Según los agentes, llegaron a romper la cerradura y como el propietario estaba empujando la puerta para que no abrieran se golpeó la espalda contra la pared. A pesar de esto, resistió hasta que la Policía llegó al lugar e identificó a todos las personas presentes.

El suceso ha tenido lugar este domingo. El propietario avisó a la sala del 091 de la Policía Nacional de que habían entrado a robar en una vivienda de su propiedad, donde tiene efectos de valor. Una vez que los agentes de la Policía acudieron al lugar, junto con el propietario accedieron al domicilio y se encontraron a un hombre y a una niña junto con unas maletas cerradas en el recibidor. Estos les manifestaron que querían okupar la vivienda.

Acuerdo verbal de alquiler

Posteriormente, apareció un familiar que argumentó que había llegado a un acuerdo verbal con una tercera persona, a la que le iban a abonar 1.000 euros por el alquiler, diciendo que le habían "comentado que la vivienda era de una entidad bancaria".

Tras esto los presuntos okupas se marcharon voluntariamente del domicilio, pero más tarde volvieron con otras personas e intentaron acceder a la vivienda intentando forzar la puerta y profiriendo insultos al dueño, que se encontraba en el interior.

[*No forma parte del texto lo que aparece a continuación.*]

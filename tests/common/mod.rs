#![allow(dead_code)]

pub use harbormaster_test_utils::{RecordingSink, builders, fake_runner, init_tracing, wait_until, with_timeout};

use std::sync::Arc;

use harbormaster::config::Project;
use harbormaster::fs::mock::MockFileSystem;
use harbormaster::supervisor::{Supervisor, SupervisorDeps};
use harbormaster_test_utils::fake_runner::ScriptedRunner;

pub const WORKSPACE: &str = "/ws";

/// A supervisor wired to fakes, plus handles on each fake.
pub struct Harness {
    pub runner: ScriptedRunner,
    pub fs: MockFileSystem,
    pub sink: RecordingSink,
    pub supervisor: Arc<Supervisor>,
}

/// `runner` gets its `git clone`s wired to the harness filesystem.
pub fn harness(project: Project, runner: ScriptedRunner) -> Harness {
    let fs = MockFileSystem::new();
    let runner = runner.cloning_into(fs.clone());
    let sink = RecordingSink::new();
    let deps = SupervisorDeps {
        runner: Arc::new(runner.clone()),
        fs: Arc::new(fs.clone()),
        sink: Arc::new(sink.clone()),
    };
    let supervisor = Supervisor::new(project, WORKSPACE, deps);
    Harness {
        runner,
        fs,
        sink,
        supervisor,
    }
}

/// Password every [`spawn_app`] gateway accepts.
pub const PASSWORD: &str = "hunter22";

/// A live listener on an ephemeral port, serving gateway and proxy.
pub struct TestApp {
    pub addr: std::net::SocketAddr,
    pub gateway: Arc<harbormaster::gateway::Gateway>,
    pub runner: ScriptedRunner,
}

pub async fn spawn_app(
    projects: Vec<Project>,
    runner: ScriptedRunner,
    proxy: harbormaster::proxy::ProxyTable,
    options: harbormaster::gateway::GatewayOptions,
) -> TestApp {
    // Minimum cost keeps the tests fast.
    spawn_app_with_cost(projects, runner, proxy, options, 4).await
}

/// Like [`spawn_app`], hashing [`PASSWORD`] at the given bcrypt cost.
pub async fn spawn_app_with_cost(
    projects: Vec<Project>,
    runner: ScriptedRunner,
    proxy: harbormaster::proxy::ProxyTable,
    options: harbormaster::gateway::GatewayOptions,
    cost: u32,
) -> TestApp {
    use harbormaster::gateway::{Gateway, hub_channel};
    use harbormaster::server::{AppState, router};

    init_tracing();
    let fs = MockFileSystem::new();
    let runner = runner.cloning_into(fs.clone());
    let (hub, hub_rx) = hub_channel();
    let deps = SupervisorDeps {
        runner: Arc::new(runner.clone()),
        fs: Arc::new(fs),
        sink: Arc::new(hub.clone()),
    };
    let supervisors = projects
        .into_iter()
        .map(|p| Supervisor::new(p, WORKSPACE, deps.clone()))
        .collect();
    let hash = bcrypt::hash(PASSWORD, cost).unwrap();
    let gateway = Gateway::new(supervisors, hash, hub, hub_rx, options);

    let app = router(AppState::new(Arc::clone(&gateway), proxy).unwrap());
    let listener = tokio::net::TcpListener::bind("127.0.0.1:0").await.unwrap();
    let addr = listener.local_addr().unwrap();
    tokio::spawn(async move { axum::serve(listener, app).await.unwrap() });

    TestApp {
        addr,
        gateway,
        runner,
    }
}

Con esto, se acordó que dejarían las maletas cerradas un par de horas hasta que pudiesen venir a buscarlas porque no tenían transporte en ese momento. Una vez que quedo aclarado el incidente, los agentes abandonaron el lugar para seguir con su servicio.

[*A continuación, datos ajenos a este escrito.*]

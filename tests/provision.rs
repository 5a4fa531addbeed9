// tests/provision.rs

mod common;
use crate::common::builders::ProjectBuilder;
use crate::common::fake_runner::{Script, ScriptedRunner};
use crate::common::init_tracing;

use std::error::Error;
use std::path::{Path, PathBuf};
use std::sync::{Arc, Mutex};

use harbormaster::fs::mock::MockFileSystem;
use harbormaster::provision::{ProvisionError, Provisioner, Stage};

type TestResult = Result<(), Box<dyn Error>>;

struct Setup {
    runner: ScriptedRunner,
    fs: MockFileSystem,
    stages: Arc<Mutex<Vec<Stage>>>,
}

impl Setup {
    fn new(runner: ScriptedRunner) -> Self {
        init_tracing();
        let fs = MockFileSystem::new();
        Self {
            runner: runner.cloning_into(fs.clone()),
            fs,
            stages: Arc::new(Mutex::new(Vec::new())),
        }
    }

    async fn provision(&self, project: &harbormaster::config::Project) -> Result<PathBuf, ProvisionError> {
        let provisioner = Provisioner::new(Arc::new(self.runner.clone()), Arc::new(self.fs.clone()));
        let stages = Arc::clone(&self.stages);
        provisioner
            .provision(project, Path::new("/ws"), move |stage| {
                stages.lock().unwrap().push(stage)
            })
            .await
    }

    fn stages(&self) -> Vec<Stage> {
        self.stages.lock().unwrap().clone()
    }
}

#[tokio::test]
async fn fresh_clone_installs_and_builds_with_project_env() -> TestResult {
    let setup = Setup::new(ScriptedRunner::new());
    let project = ProjectBuilder::new("svc")
        .install("npm ci")
        .build_cmd("npm run build")
        .env("NODE_ENV", "production")
        .build();

    let path = setup.provision(&project).await?;

    assert_eq!(path, PathBuf::from("/ws/svc"));
    assert_eq!(
        setup.runner.commands(),
        vec![
            "git clone https://git.example.invalid/svc.git svc".to_string(),
            "npm ci".to_string(),
            "npm run build".to_string(),
        ]
    );
    assert_eq!(setup.stages(), vec![Stage::Cloning, Stage::Installing, Stage::Building]);

    let spawned = setup.runner.spawned();
    assert_eq!(spawned[0].cwd, PathBuf::from("/ws"));
    assert!(spawned[0].env.is_empty(), "clone runs without project env");
    for step in &spawned[1..] {
        assert_eq!(step.cwd, PathBuf::from("/ws/svc"));
        assert_eq!(step.env.get("NODE_ENV").map(String::as_str), Some("production"));
        assert_eq!(step.owner, "svc");
    }
    Ok(())
}

#[tokio::test]
async fn up_to_date_pull_skips_install_and_build() -> TestResult {
    let setup = Setup::new(ScriptedRunner::new().on("git pull", Script::exit(0, "Already up to date.")));
    setup.fs.add_dir("/ws/svc");
    let project = ProjectBuilder::new("svc").install("npm ci").build_cmd("npm run build").build();

    setup.provision(&project).await?;

    assert_eq!(setup.runner.commands(), vec!["git pull".to_string()]);
    assert_eq!(setup.runner.spawned()[0].cwd, PathBuf::from("/ws/svc"));
    assert_eq!(setup.stages(), vec![Stage::Updating]);
    Ok(())
}

#[tokio::test]
async fn pull_with_changes_reinstalls() -> TestResult {
    let setup = Setup::new(
        ScriptedRunner::new().on("git pull", Script::exit(0, " 2 files changed, 10 insertions(+)")),
    );
    setup.fs.add_dir("/ws/svc");
    let project = ProjectBuilder::new("svc").install("npm ci").build();

    setup.provision(&project).await?;

    assert_eq!(setup.runner.commands(), vec!["git pull".to_string(), "npm ci".to_string()]);
    assert_eq!(setup.stages(), vec![Stage::Updating, Stage::Installing]);
    Ok(())
}

#[tokio::test]
async fn failed_pull_wipes_and_reclones() -> TestResult {
    let setup = Setup::new(
        ScriptedRunner::new().on("git pull", Script::exit(1, "fatal: not a git repository")),
    );
    setup.fs.add_file("/ws/svc/stale.txt", "left over");
    let project = ProjectBuilder::new("svc").build();

    setup.provision(&project).await?;

    assert_eq!(setup.runner.count("git pull"), 1);
    assert_eq!(setup.runner.count("git clone"), 1);
    assert!(!setup.fs.paths().contains(&PathBuf::from("/ws/svc/stale.txt")));
    assert!(setup.fs.paths().contains(&PathBuf::from("/ws/svc")));
    assert_eq!(setup.stages(), vec![Stage::Updating, Stage::Cloning]);
    Ok(())
}

#[tokio::test]
async fn clone_failure_carries_code_and_last_line() {
    let setup = Setup::new(
        ScriptedRunner::new().on("git clone", Script::exit(128, "fatal: repository not found")),
    );
    let project = ProjectBuilder::new("svc").install("npm ci").build();

    let err = setup.provision(&project).await.unwrap_err();

    assert!(matches!(err, ProvisionError::Clone(_)));
    assert_eq!(err.to_string(), "git clone err: 128 fatal: repository not found");
    assert_eq!(setup.runner.count("npm ci"), 0);
}

#[tokio::test]
async fn install_failure_stops_before_build() {
    let setup = Setup::new(ScriptedRunner::new().on("npm ci", Script::exit(1, "npm ERR! missing script")));
    let project = ProjectBuilder::new("svc").install("npm ci").build_cmd("npm run build").build();

    let err = setup.provision(&project).await.unwrap_err();

    assert_eq!(err.to_string(), "install err: 1 npm ERR! missing script");
    assert_eq!(setup.runner.count("npm run build"), 0);
}

#[tokio::test]
async fn build_failure_is_reported_as_build_err() {
    let setup = Setup::new(ScriptedRunner::new().on("make", Script::exit(2, "cc: error")));
    let project = ProjectBuilder::new("svc").build_cmd("make").build();

    let err = setup.provision(&project).await.unwrap_err();

    assert!(matches!(err, ProvisionError::Build(_)));
    assert_eq!(err.to_string(), "build err: 2 cc: error");
}

#[tokio::test]
async fn unspawnable_steps_say_so() {
    let setup = Setup::new(ScriptedRunner::new().on("git pull", Script::FailToSpawn));
    setup.fs.add_dir("/ws/svc");
    let err = setup.provision(&ProjectBuilder::new("svc").build()).await.unwrap_err();
    assert!(matches!(err, ProvisionError::Execution(_)));
    assert!(err.to_string().starts_with("git pull err: could not execute"));

    let setup = Setup::new(ScriptedRunner::new().on("npm ci", Script::FailToSpawn));
    let err = setup
        .provision(&ProjectBuilder::new("svc").install("npm ci").build())
        .await
        .unwrap_err();
    assert!(err.to_string().starts_with("install err: could not execute"));
}

#[tokio::test]
async fn blank_install_and_build_are_skipped() -> TestResult {
    let setup = Setup::new(ScriptedRunner::new());
    let project = ProjectBuilder::new("svc").install("  ").build_cmd("").build();

    setup.provision(&project).await?;

    assert_eq!(setup.runner.commands().len(), 1);
    assert_eq!(setup.stages(), vec![Stage::Cloning]);
    Ok(())
}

Según el relato policial, al poco tiempo acudió el supuesto okupa, junto con varias personas más de una asociación antidesahucios, a fin de recuperar las maletas y otros efectos. El propietario les dio las maletas y cerró la puerta rápidamente. Posteriormente, éstas personas comenzaron a aporrear la puerta para poder acceder al interior.

Así, llegaron a romper la cerradura y con el impacto de la puerta, el denunciante se golpeó la espalda con la pared, pero se resistió hasta que volvieron a acudir los agentes de la Policía Nacional. Estos identificaron a todas las partes para su posterior puesta a conocimiento del juzgado correspondiente. En la intervención, los agentes intervinieron una palanqueta metálica, destornilladores, un cincel metálico y un candado, objetos que los okupas iban a emplear para instalarse la vivienda.